# Thread: Baire Category and Residual Sets

1. ## Baire Category and Residual Sets

I posted this problem some time ago, and it didn't elicit any feedback. So, in compliance with MHF Rules, I am now reposing the problem with some additional info. The result is bound to be long-winded; apologies.

Recall the topological notion of a nowhere dense set. There are a number of equivalent definitions of this, but I shall be using the following: "A set $\displaystyle S$ in $\displaystyle \mathbb{R}$ is said to be nowhere dense provided that its complement $\displaystyle S^\text{C}$ contains a dense, open set." If a set in $\displaystyle \mathbb{R}$ can be expressed as a union of countably many nowhere dense sets, it is said to be of first (Baire) category, and if it cannot be so expressed, it is said to be of second (Baire) category. The complement of a set of first category is often called residual. It is easy to show that, in $\displaystyle \mathbb{R},$ any residual set is of second category.

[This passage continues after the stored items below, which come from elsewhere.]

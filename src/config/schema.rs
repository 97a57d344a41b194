//! Configuration schema definitions.
//!
//! This module defines the complete configuration structure for the harness
//! server. All types derive Serde traits for deserialization from TOML.

use serde::{Deserialize, Serialize};

use crate::routing::table::{HarnessOptions, SpecRunnerMount, SPEC_RUNNER_APP, SPEC_RUNNER_PATH};

/// Root configuration.
#[derive(Debug, Clone, Deserialize, Serialize, Default, PartialEq)]
#[serde(default)]
pub struct HarnessConfig {
    /// Listener configuration (bind address).
    pub listener: ListenerConfig,

    /// Timeout configuration.
    pub timeouts: TimeoutConfig,

    /// Optional spec runner mount.
    pub spec_runner: SpecRunnerConfig,

    /// Route listing endpoint.
    pub introspection: IntrospectionConfig,

    /// Observability settings.
    pub observability: ObservabilityConfig,
}

impl HarnessConfig {
    /// Resolve the table construction options. Done once, at startup.
    pub fn harness_options(&self) -> HarnessOptions {
        let spec_runner = self.spec_runner.enabled.then(|| SpecRunnerMount {
            mount_path: self.spec_runner.mount_path.clone(),
            app: self.spec_runner.app.clone(),
        });
        HarnessOptions { spec_runner }
    }
}

/// Listener configuration.
#[derive(Debug, Clone, Deserialize, Serialize, PartialEq)]
#[serde(default)]
pub struct ListenerConfig {
    /// Bind address (e.g., "0.0.0.0:8080").
    pub bind_address: String,
}

impl Default for ListenerConfig {
    fn default() -> Self {
        Self {
            bind_address: "0.0.0.0:8080".to_string(),
        }
    }
}

/// Timeout configuration.
#[derive(Debug, Clone, Deserialize, Serialize, PartialEq)]
#[serde(default)]
pub struct TimeoutConfig {
    /// Request timeout (total time for request/response) in seconds.
    pub request_secs: u64,
}

impl Default for TimeoutConfig {
    fn default() -> Self {
        Self { request_secs: 30 }
    }
}

/// Spec runner mount configuration.
///
/// The runner is an external sub-application; when it is not deployed
/// alongside the harness leave `enabled = false` and `/specs` returns 404.
#[derive(Debug, Clone, Deserialize, Serialize, PartialEq)]
#[serde(default)]
pub struct SpecRunnerConfig {
    pub enabled: bool,

    /// Mount prefix (e.g., "/specs").
    pub mount_path: String,

    /// Sub-application name reported on dispatch.
    pub app: String,
}

impl Default for SpecRunnerConfig {
    fn default() -> Self {
        Self {
            enabled: false,
            mount_path: SPEC_RUNNER_PATH.to_string(),
            app: SPEC_RUNNER_APP.to_string(),
        }
    }
}

/// Route listing endpoint configuration.
#[derive(Debug, Clone, Deserialize, Serialize, PartialEq)]
#[serde(default)]
pub struct IntrospectionConfig {
    pub enabled: bool,
    pub path: String,
}

impl Default for IntrospectionConfig {
    fn default() -> Self {
        Self {
            enabled: true,
            path: "/_harness/routes".to_string(),
        }
    }
}

/// Log output format.
#[derive(Debug, Clone, Copy, Deserialize, Serialize, PartialEq, Eq, Default)]
#[serde(rename_all = "lowercase")]
pub enum LogFormat {
    #[default]
    Pretty,
    Json,
}

/// Observability configuration.
#[derive(Debug, Clone, Deserialize, Serialize, PartialEq)]
#[serde(default)]
pub struct ObservabilityConfig {
    /// Log level (trace, debug, info, warn, error).
    pub log_level: String,

    /// Log output format.
    pub log_format: LogFormat,

    /// Enable metrics endpoint.
    pub metrics_enabled: bool,

    /// Metrics endpoint bind address.
    pub metrics_address: String,
}

impl Default for ObservabilityConfig {
    fn default() -> Self {
        Self {
            log_level: "info".to_string(),
            log_format: LogFormat::Pretty,
            metrics_enabled: false,
            metrics_address: "0.0.0.0:9090".to_string(),
        }
    }
}
//! Shutdown coordination for the harness server.

use std::sync::Arc;

use tokio::sync::watch;

/// Coordinator for graceful shutdown.
///
/// Cheap to clone; every clone observes the same trigger. Once triggered it
/// stays triggered, so late waiters return immediately.
#[derive(Clone, Debug)]
pub struct Shutdown {
    tx: Arc<watch::Sender<bool>>,
}

impl Shutdown {
    /// Create a new shutdown coordinator.
    pub fn new() -> Self {
        let (tx, _) = watch::channel(false);
        Self { tx: Arc::new(tx) }
    }

    /// Trigger the shutdown signal.
    pub fn trigger(&self) {
        self.tx.send_replace(true);
    }

    pub fn is_triggered(&self) -> bool {
        *self.tx.borrow()
    }

    /// Resolves once [`trigger`](Self::trigger) has been called.
    pub async fn wait(&self) {
        let mut rx = self.tx.subscribe();
        // The sender lives in `self`, so the channel cannot close here.
        let _ = rx.wait_for(|triggered| *triggered).await;
    }
}

impl Default for Shutdown {
    fn default() -> Self {
        Self::new()
    }
}
//! Spec harness dispatch server.
//!
//! Resolves every request against the harness route table and answers with
//! the controller/action (or mounted application) it dispatches to.
//!
//! # Architecture Overview
//!
//! ```text
//!     Client Request      ┌──────────────┐    ┌──────────────┐    ┌──────────────┐
//!     ───────────────────▶│  request id  │───▶│  http server │───▶│ route table  │
//!                         │   + trace    │    │  (axum)      │    │ (first match)│
//!                         └──────────────┘    └──────────────┘    └──────┬───────┘
//!                                                                        │
//!     Client Response     ┌──────────────┐                               │
//!     ◀───────────────────│ dispatch JSON│◀──────────────────────────────┘
//!                         │   or 404     │
//!                         └──────────────┘
//!
//!     Cross-cutting: config (TOML) · observability (tracing, metrics) · lifecycle
//! ```

use std::path::PathBuf;

use clap::Parser;

use spec_harness_router::config::load_or_default;
use spec_harness_router::lifecycle::{signals, startup, Shutdown};
use spec_harness_router::observability::logging;

#[derive(Parser)]
#[command(name = "spec-harness")]
#[command(about = "Dispatch server for the spec harness route table", long_about = None)]
struct Args {
    /// TOML configuration file; defaults apply when omitted.
    #[arg(short, long)]
    config: Option<PathBuf>,
}

#[tokio::main]
async fn main() -> Result<(), Box<dyn std::error::Error>> {
    let args = Args::parse();

    let config = load_or_default(args.config.as_deref())?;
    logging::init_logging(&config.observability)?;

    tracing::info!(version = env!("CARGO_PKG_VERSION"), "spec-harness starting");

    let shutdown = Shutdown::new();
    tokio::spawn(signals::forward_os_signals(shutdown.clone()));

    startup::start(config, shutdown).await?;

    tracing::info!("Shutdown complete");
    Ok(())
}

I need to prove the following:

Let $\displaystyle A$ and $\displaystyle B$ be any two residual sets in $\displaystyle \mathbb{R}.$ For fixed real numbers $\displaystyle x$ and $\displaystyle y$, the sets $\displaystyle A_x=\{x-a : a\in A\}$ and $\displaystyle B_y = \{y/b : b\in B, b\neq 0\}$ are both residual in $\displaystyle \mathbb{R}$; that is, they are both complements of sets of first category.

I can see how this is true intuitively, but I have never been able to find a rigorous proof. Any guidance anyone can provide would be of great help.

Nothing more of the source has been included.